# Material for this task
================================

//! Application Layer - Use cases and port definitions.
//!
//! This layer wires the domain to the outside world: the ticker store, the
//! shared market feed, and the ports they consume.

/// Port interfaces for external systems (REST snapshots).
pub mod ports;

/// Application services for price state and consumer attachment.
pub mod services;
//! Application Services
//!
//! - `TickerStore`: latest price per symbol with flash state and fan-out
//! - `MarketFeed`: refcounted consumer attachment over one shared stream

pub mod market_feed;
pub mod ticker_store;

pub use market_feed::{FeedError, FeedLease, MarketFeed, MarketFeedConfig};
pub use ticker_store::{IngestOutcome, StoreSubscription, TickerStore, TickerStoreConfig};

================================

In your reply, restate exactly the lines from the start of the records above through the line holding "state and fan-out", including both, and nothing else.

//! Application Layer - Use cases and port definitions.
//!
//! This layer wires the domain to the outside world: the ticker store, the
//! shared market feed, and the ports they consume.

/// Port interfaces for external systems (REST snapshots).
pub mod ports;

/// Application services for price state and consumer attachment.
pub mod services;
//! Application Services
//!
//! - `TickerStore`: latest price per symbol with flash state and fan-out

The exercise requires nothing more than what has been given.